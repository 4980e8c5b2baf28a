//! Configuration types for dnsync
//!
//! These are the in-memory structures the engine consumes. Reading them from
//! disk is the daemon's job.

use crate::record::{AddressFamily, ManagedRecord, ProviderCredential, ROOT_DOMAIN};
use serde::{Deserialize, Serialize};
use std::collections::{HashMap, HashSet};
use std::time::Duration;

/// Default reconciliation interval (seconds)
pub const DEFAULT_INTERVAL_SECS: u64 = 600;

/// Default upper bound for a single network call (seconds)
pub const DEFAULT_TIMEOUT_SECS: u64 = 10;

/// Longest accepted reconciliation interval (seconds): one year
pub const MAX_INTERVAL_SECS: u64 = 365 * 24 * 60 * 60;

/// Main dnsync configuration
#[derive(Debug, Clone, Default, Serialize, Deserialize)]
pub struct DnsyncConfig {
    /// Provider credentials keyed by reference name
    pub providers: HashMap<String, ProviderCredential>,

    /// Records to keep in sync
    pub records: Vec<RecordConfig>,

    /// Default detection strategy for records without their own
    #[serde(default)]
    pub detection: DetectionConfig,

    /// Default resolver for records without their own
    #[serde(default)]
    pub resolver: ResolverConfig,

    /// Engine settings
    #[serde(default)]
    pub engine: EngineConfig,

    /// Notification sinks
    #[serde(default)]
    pub notify: NotifyConfig,
}

impl DnsyncConfig {
    /// Validate the configuration
    ///
    /// Credential schemas are checked later by the registry, which is the
    /// only place that knows what each provider requires.
    pub fn validate(&self) -> Result<(), crate::Error> {
        if self.records.is_empty() {
            return Err(crate::Error::config("No records configured"));
        }

        for (name, credential) in &self.providers {
            if credential.provider.trim().is_empty() {
                return Err(crate::Error::config(format!(
                    "Provider entry '{}' does not name a provider",
                    name
                )));
            }
        }

        let mut seen = HashSet::new();
        for record in &self.records {
            record.validate()?;
            if !self.providers.contains_key(&record.provider) {
                return Err(crate::Error::config(format!(
                    "Record {} references unknown provider entry '{}'",
                    record.managed_record(),
                    record.provider
                )));
            }
            let managed = record.managed_record();
            if !seen.insert(managed.identity()) {
                return Err(crate::Error::config(format!(
                    "Record {} is configured more than once",
                    managed
                )));
            }
        }

        self.detection.validate()?;
        self.engine.validate()?;
        self.notify.validate()?;

        Ok(())
    }

    /// Detection settings that apply to `record`
    pub fn detection_for(&self, record: &RecordConfig) -> DetectionConfig {
        if let Some(url) = &record.ip_url {
            let urls = vec![url.clone()];
            return match record.family {
                AddressFamily::Ipv4 => DetectionConfig::Http {
                    ipv4_urls: urls,
                    ipv6_urls: Vec::new(),
                },
                AddressFamily::Ipv6 => DetectionConfig::Http {
                    ipv4_urls: Vec::new(),
                    ipv6_urls: urls,
                },
            };
        }

        if let Some(interface) = &record.interface {
            return DetectionConfig::Interface {
                name: Some(interface.clone()),
            };
        }

        self.detection.clone()
    }

    /// Resolver settings that apply to `record`
    pub fn resolver_for(&self, record: &RecordConfig) -> ResolverConfig {
        record.resolver.clone().unwrap_or_else(|| self.resolver.clone())
    }

    /// Reconciliation interval that applies to `record`
    pub fn interval_for(&self, record: &RecordConfig) -> Duration {
        Duration::from_secs(record.interval_secs.unwrap_or(self.engine.interval_secs))
    }
}

/// One record descriptor
#[derive(Debug, Clone, Serialize, Deserialize)]
pub struct RecordConfig {
    /// Registered domain (e.g. "example.com")
    pub domain: String,

    /// Host label, `@` for the apex
    #[serde(default = "default_subdomain")]
    pub subdomain: String,

    /// Address family to publish
    pub family: AddressFamily,

    /// Key into [`DnsyncConfig::providers`]
    pub provider: String,

    /// Custom detection URL for this record
    #[serde(default)]
    pub ip_url: Option<String>,

    /// Detect from this local interface instead of over HTTP
    #[serde(default)]
    pub interface: Option<String>,

    /// Resolver override
    #[serde(default)]
    pub resolver: Option<ResolverConfig>,

    /// Interval override (seconds)
    #[serde(default)]
    pub interval_secs: Option<u64>,
}

impl RecordConfig {
    /// Create a record descriptor with defaults for the optional parts
    pub fn new(
        domain: impl Into<String>,
        subdomain: impl Into<String>,
        family: AddressFamily,
        provider: impl Into<String>,
    ) -> Self {
        Self {
            domain: domain.into(),
            subdomain: subdomain.into(),
            family,
            provider: provider.into(),
            ip_url: None,
            interface: None,
            resolver: None,
            interval_secs: None,
        }
    }

    /// Use a custom detection URL
    pub fn with_ip_url(mut self, url: impl Into<String>) -> Self {
        self.ip_url = Some(url.into());
        self
    }

    /// Override the reconciliation interval
    pub fn with_interval_secs(mut self, secs: u64) -> Self {
        self.interval_secs = Some(secs);
        self
    }

    /// Override the resolver
    pub fn with_resolver(mut self, resolver: ResolverConfig) -> Self {
        self.resolver = Some(resolver);
        self
    }

    /// The immutable record this descriptor manages
    pub fn managed_record(&self) -> ManagedRecord {
        ManagedRecord::new(
            self.domain.trim(),
            self.subdomain.trim(),
            self.family,
            self.provider.clone(),
        )
    }

    fn validate(&self) -> Result<(), crate::Error> {
        validate_domain_name(&self.domain)?;

        let sub = self.subdomain.trim();
        if !sub.is_empty() && sub != ROOT_DOMAIN {
            // A subdomain may span several labels ("a.b") but must itself be a valid name
            validate_domain_name(sub)?;
        }

        if self.interval_secs == Some(0) {
            return Err(crate::Error::config(format!(
                "Record {} has an interval override of 0",
                self.managed_record()
            )));
        }
        if self.interval_secs.is_some_and(|secs| secs > MAX_INTERVAL_SECS) {
            return Err(crate::Error::config(format!(
                "Record {} has an interval override above {} seconds",
                self.managed_record(),
                MAX_INTERVAL_SECS
            )));
        }

        if let Some(url) = &self.ip_url {
            validate_url("ip_url", url)?;
        }

        if self.ip_url.is_some() && self.interface.is_some() {
            return Err(crate::Error::config(format!(
                "Record {} sets both ip_url and interface",
                self.managed_record()
            )));
        }

        Ok(())
    }
}

fn default_subdomain() -> String {
    ROOT_DOMAIN.to_string()
}

/// Detection strategy configuration
#[derive(Debug, Clone, PartialEq, Serialize, Deserialize)]
#[serde(tag = "type", rename_all = "snake_case")]
pub enum DetectionConfig {
    /// Ask HTTP echo services, in order, until one answers validly
    Http {
        /// IPv4 endpoints (empty = built-in defaults)
        #[serde(default)]
        ipv4_urls: Vec<String>,
        /// IPv6 endpoints (empty = built-in defaults)
        #[serde(default)]
        ipv6_urls: Vec<String>,
    },

    /// Inspect local interfaces
    Interface {
        /// Interface name; `None` uses the outbound route's source address
        #[serde(default)]
        name: Option<String>,
    },

    /// Out-of-tree detector
    Custom {
        /// Factory name to use
        factory: String,
        /// Custom configuration data
        config: serde_json::Value,
    },
}

impl DetectionConfig {
    /// Registry key of the detector type
    pub fn type_name(&self) -> &str {
        match self {
            DetectionConfig::Http { .. } => "http",
            DetectionConfig::Interface { .. } => "interface",
            DetectionConfig::Custom { factory, .. } => factory,
        }
    }

    /// Validate the detection configuration
    pub fn validate(&self) -> Result<(), crate::Error> {
        match self {
            DetectionConfig::Http {
                ipv4_urls,
                ipv6_urls,
            } => {
                for url in ipv4_urls.iter().chain(ipv6_urls) {
                    validate_url("detection URL", url)?;
                }
                Ok(())
            }
            DetectionConfig::Interface { name } => {
                if name.as_deref().is_some_and(|n| n.trim().is_empty()) {
                    return Err(crate::Error::config("Interface name cannot be empty"));
                }
                Ok(())
            }
            DetectionConfig::Custom { factory, config } => {
                if factory.is_empty() {
                    return Err(crate::Error::config(
                        "Custom detector factory cannot be empty",
                    ));
                }
                if config.is_null() {
                    return Err(crate::Error::config("Custom detector config cannot be null"));
                }
                Ok(())
            }
        }
    }
}

impl Default for DetectionConfig {
    fn default() -> Self {
        DetectionConfig::Http {
            ipv4_urls: Vec::new(),
            ipv6_urls: Vec::new(),
        }
    }
}

/// How the published value of a record is read
#[derive(Debug, Clone, Default, PartialEq, Eq, Serialize, Deserialize)]
#[serde(tag = "type", rename_all = "snake_case")]
pub enum ResolverConfig {
    /// Provider API when the provider has one, DNS otherwise
    #[default]
    Auto,
    /// The provider's records API
    Provider,
    /// A DNS query for the record
    Dns {
        /// Nameserver address ("1.1.1.1" or "1.1.1.1:53"); `None` = built-in default
        #[serde(default)]
        nameserver: Option<String>,
    },
    /// Skip resolution and compare against the last applied address
    #[serde(rename = "none")]
    Skip,
}

/// Engine configuration
#[derive(Debug, Clone, Serialize, Deserialize)]
pub struct EngineConfig {
    /// Seconds between reconciliations of a record
    #[serde(default = "default_interval_secs")]
    pub interval_secs: u64,

    /// Upper bound for each detection, resolution and apply call (seconds)
    #[serde(default = "default_timeout_secs")]
    pub timeout_secs: u64,

    /// Capacity of the notification channel
    ///
    /// When full, new notifications are dropped (with a warning log).
    #[serde(default = "default_event_channel_capacity")]
    pub event_channel_capacity: usize,
}

impl EngineConfig {
    /// Default interval as a Duration
    pub fn interval(&self) -> Duration {
        Duration::from_secs(self.interval_secs)
    }

    /// Per-call timeout as a Duration
    pub fn timeout(&self) -> Duration {
        Duration::from_secs(self.timeout_secs)
    }

    fn validate(&self) -> Result<(), crate::Error> {
        if self.interval_secs == 0 {
            return Err(crate::Error::config("Engine interval must be > 0"));
        }
        if self.interval_secs > MAX_INTERVAL_SECS {
            return Err(crate::Error::config(format!(
                "Engine interval must be at most {} seconds",
                MAX_INTERVAL_SECS
            )));
        }
        if self.timeout_secs == 0 {
            return Err(crate::Error::config("Engine timeout must be > 0"));
        }
        if self.event_channel_capacity == 0 {
            return Err(crate::Error::config("Event channel capacity must be > 0"));
        }
        Ok(())
    }
}

impl Default for EngineConfig {
    fn default() -> Self {
        Self {
            interval_secs: default_interval_secs(),
            timeout_secs: default_timeout_secs(),
            event_channel_capacity: default_event_channel_capacity(),
        }
    }
}

fn default_interval_secs() -> u64 {
    DEFAULT_INTERVAL_SECS
}

fn default_timeout_secs() -> u64 {
    DEFAULT_TIMEOUT_SECS
}

fn default_event_channel_capacity() -> usize {
    1000
}

/// Notification sinks
#[derive(Debug, Clone, Serialize, Deserialize)]
pub struct NotifyConfig {
    /// Log every notification through tracing
    #[serde(default = "default_log_notifications")]
    pub log: bool,

    /// Post notifications to a webhook
    #[serde(default)]
    pub webhook: Option<WebhookConfig>,
}

impl NotifyConfig {
    fn validate(&self) -> Result<(), crate::Error> {
        if let Some(webhook) = &self.webhook {
            validate_url("webhook url", &webhook.url)?;
        }
        Ok(())
    }
}

impl Default for NotifyConfig {
    fn default() -> Self {
        Self {
            log: default_log_notifications(),
            webhook: None,
        }
    }
}

fn default_log_notifications() -> bool {
    true
}

/// Webhook sink configuration
#[derive(Debug, Clone, Serialize, Deserialize)]
pub struct WebhookConfig {
    /// Endpoint to POST to
    pub url: String,

    /// Body template with `{record}`, `{domain}`, `{subdomain}`, `{family}`,
    /// `{kind}`, `{ip}`, `{detail}`, `{at}` and `{version}` placeholders.
    /// Without a template the notification is sent as JSON.
    #[serde(default)]
    pub body_template: Option<String>,
}

fn validate_url(what: &str, url: &str) -> Result<(), crate::Error> {
    if url.is_empty() {
        return Err(crate::Error::config(format!("{} cannot be empty", what)));
    }
    if !url.starts_with("https://") && !url.starts_with("http://") {
        return Err(crate::Error::config(format!(
            "{} must use HTTP or HTTPS scheme. Got: {}",
            what, url
        )));
    }
    Ok(())
}

/// Validate that a string is a valid domain name
///
/// Basic RFC 1035 checks: overall length, label length, characters, and no
/// leading or trailing hyphen in a label.
pub fn validate_domain_name(domain: &str) -> Result<(), crate::Error> {
    if domain.is_empty() {
        return Err(crate::Error::config("Domain name cannot be empty"));
    }

    if domain.len() > 253 {
        return Err(crate::Error::config(format!(
            "Domain name too long: {} chars (max 253). Got: {}",
            domain.len(),
            domain
        )));
    }

    for label in domain.split('.') {
        if label.is_empty() {
            return Err(crate::Error::config(format!(
                "Domain name has empty label: '{}'",
                domain
            )));
        }

        if label.len() > 63 {
            return Err(crate::Error::config(format!(
                "Domain label too long: {} chars (max 63). Label: '{}'",
                label.len(),
                label
            )));
        }

        // Underscore appears in service labels; wildcard only as a whole label
        if label != "*"
            && !label
                .chars()
                .all(|c| c.is_alphanumeric() || c == '-' || c == '_')
        {
            return Err(crate::Error::config(format!(
                "Domain label contains invalid characters. Label: '{}'",
                label
            )));
        }

        if label.starts_with('-') || label.ends_with('-') {
            return Err(crate::Error::config(format!(
                "Domain label cannot start or end with hyphen. Label: '{}'",
                label
            )));
        }
    }

    Ok(())
}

**Your instructions:** Lines from the start of the material above through the line containing "for (name, credential)" are to be duplicated exactly, and only those.

**Response below:**
repository 4980e8c5b2baf28a
//! Configuration types for dnsync
//!
//! These are the in-memory structures the engine consumes. Reading them from
//! disk is the daemon's job.

use crate::record::{AddressFamily, ManagedRecord, ProviderCredential, ROOT_DOMAIN};
use serde::{Deserialize, Serialize};
use std::collections::{HashMap, HashSet};
use std::time::Duration;

/// Default reconciliation interval (seconds)
pub const DEFAULT_INTERVAL_SECS: u64 = 600;

/// Default upper bound for a single network call (seconds)
pub const DEFAULT_TIMEOUT_SECS: u64 = 10;

/// Longest accepted reconciliation interval (seconds): one year
pub const MAX_INTERVAL_SECS: u64 = 365 * 24 * 60 * 60;

/// Main dnsync configuration
#[derive(Debug, Clone, Default, Serialize, Deserialize)]
pub struct DnsyncConfig {
    /// Provider credentials keyed by reference name
    pub providers: HashMap<String, ProviderCredential>,

    /// Records to keep in sync
    pub records: Vec<RecordConfig>,

    /// Default detection strategy for records without their own
    #[serde(default)]
    pub detection: DetectionConfig,

    /// Default resolver for records without their own
    #[serde(default)]
    pub resolver: ResolverConfig,

    /// Engine settings
    #[serde(default)]
    pub engine: EngineConfig,

    /// Notification sinks
    #[serde(default)]
    pub notify: NotifyConfig,
}

impl DnsyncConfig {
    /// Validate the configuration
    ///
    /// Credential schemas are checked later by the registry, which is the
    /// only place that knows what each provider requires.
    pub fn validate(&self) -> Result<(), crate::Error> {
        if self.records.is_empty() {
            return Err(crate::Error::config("No records configured"));
        }

        for (name, credential) in &self.providers {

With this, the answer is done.